—A quoi songes-tu comme ça tout à coup? demanda la femme.

—Et vous croyez, mère, que grand-père travaille comme cela au delà de son heure parce que son maître le lui a dit ou commandé?

—Oui, mon enfant.

—Non, non, cela n'est certes pas la raison, répliqua la jeune fille à demi fâchée.

—Et quelle serait donc la raison, Lina?

—Grand-père devient de plus en plus économe. Pour gagner quelques sous au-dessus de sa journée, il travaillerait même toute la nuit, si c'était possible. Le dimanche après-midi, il ne va plus jamais boire une pinte avec ses amis, et il n'allume plus que rarement une pipe, lui qui auparavant avait l'habitude de fumer presque constamment à la maison. Le tabac est trop cher, dit-il. Vraiment, mère, cela me fait peine quand je le vois le soir regarder autour de lui d'un air si préoccupé. Je sais bien ce que ses yeux cherchent; mais il résiste à la tentation, pour épargner une couple de cents, souvent mon cœur se gonfle de pitié et il me prend des envies de pleurer; mais, Dieu merci, cela ne durera plus longtemps.

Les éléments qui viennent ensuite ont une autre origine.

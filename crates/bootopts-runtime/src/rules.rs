//! Cross-option rules of the runtime schema.

use bootopts_core::{
    AtMostOne, ConsistencyRule, FnRule, LengthMatches, NotAbove, RequiresAny, SumWithinTotal,
};

use crate::schema::{ALL_OUTPUTS, NATIVE_OUTPUTS};

/// Consistency rules over [`runtime_table`](crate::runtime_table), in the
/// order they are checked.
pub fn runtime_rules() -> Vec<Box<dyn ConsistencyRule>> {
    vec![
        Box::new(SumWithinTotal::new("nthreads_per_pool", "nthreads").against_defaults()),
        Box::new(LengthMatches::new("nthreads_per_pool", "nthreadpools").against_defaults()),
        Box::new(AtMostOne::new(NATIVE_OUTPUTS)),
        Box::new(NotAbove::new("heap_size_hint", "hard_heap_limit").zero_is_unlimited()),
        Box::new(NotAbove::new("heap_target_increment", "hard_heap_limit").zero_is_unlimited()),
        Box::new(NotAbove::new("opt_level_min", "opt_level")),
        Box::new(RequiresAny::new("incremental", ALL_OUTPUTS)),
        Box::new(RequiresAny::new("strip_ir", ALL_OUTPUTS)),
        Box::new(RequiresAny::new("strip_metadata", ALL_OUTPUTS)),
        Box::new(RequiresAny::new("trace_compile_timing", ["trace_compile"])),
        Box::new(trim_requires_output()),
    ]
}

fn trim_requires_output() -> FnRule {
    let options: Vec<&str> = std::iter::once("trim").chain(ALL_OUTPUTS).collect();
    FnRule::new("trim_requires_output", options, |config| {
        let trimming = config.get_str("trim").map_err(|e| e.to_string())? != "no";
        if !trimming {
            return Ok(());
        }
        for id in ALL_OUTPUTS {
            if config.get(id).map_err(|e| e.to_string())?.is_set() {
                return Ok(());
            }
        }
        Err("trim only applies when writing an output image".to_string())
    })
}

—Non, cela ne durera plus longtemps, répéta la veuve avec un accent de tristesse, encore quelques mois. Ma grave maladie, qui m'a tenue alitée tout l'hiver, nous a mis en arrière. C'est un crève-cœur pour notre bon père. Jamais il n'a pu supporter l'idée d'avoir des dettes si petites qu'elles soient. Maintenant il travaille et il peine pour soulager nos épaules de ce fardeau. Laisse-le faire, Lina; tu sais que toutes les observations sur ce point restent inutiles.

—Non, je ne le laisserai pas faire, murmura la jeune fille d'un ton résolu. Attendez un peu, je saurai bien le forcer à fumer sa pipe comme devant.

—Le forcer? Comment t'y prendras-tu?

—Vous verrez, ma mère, quand il sera temps.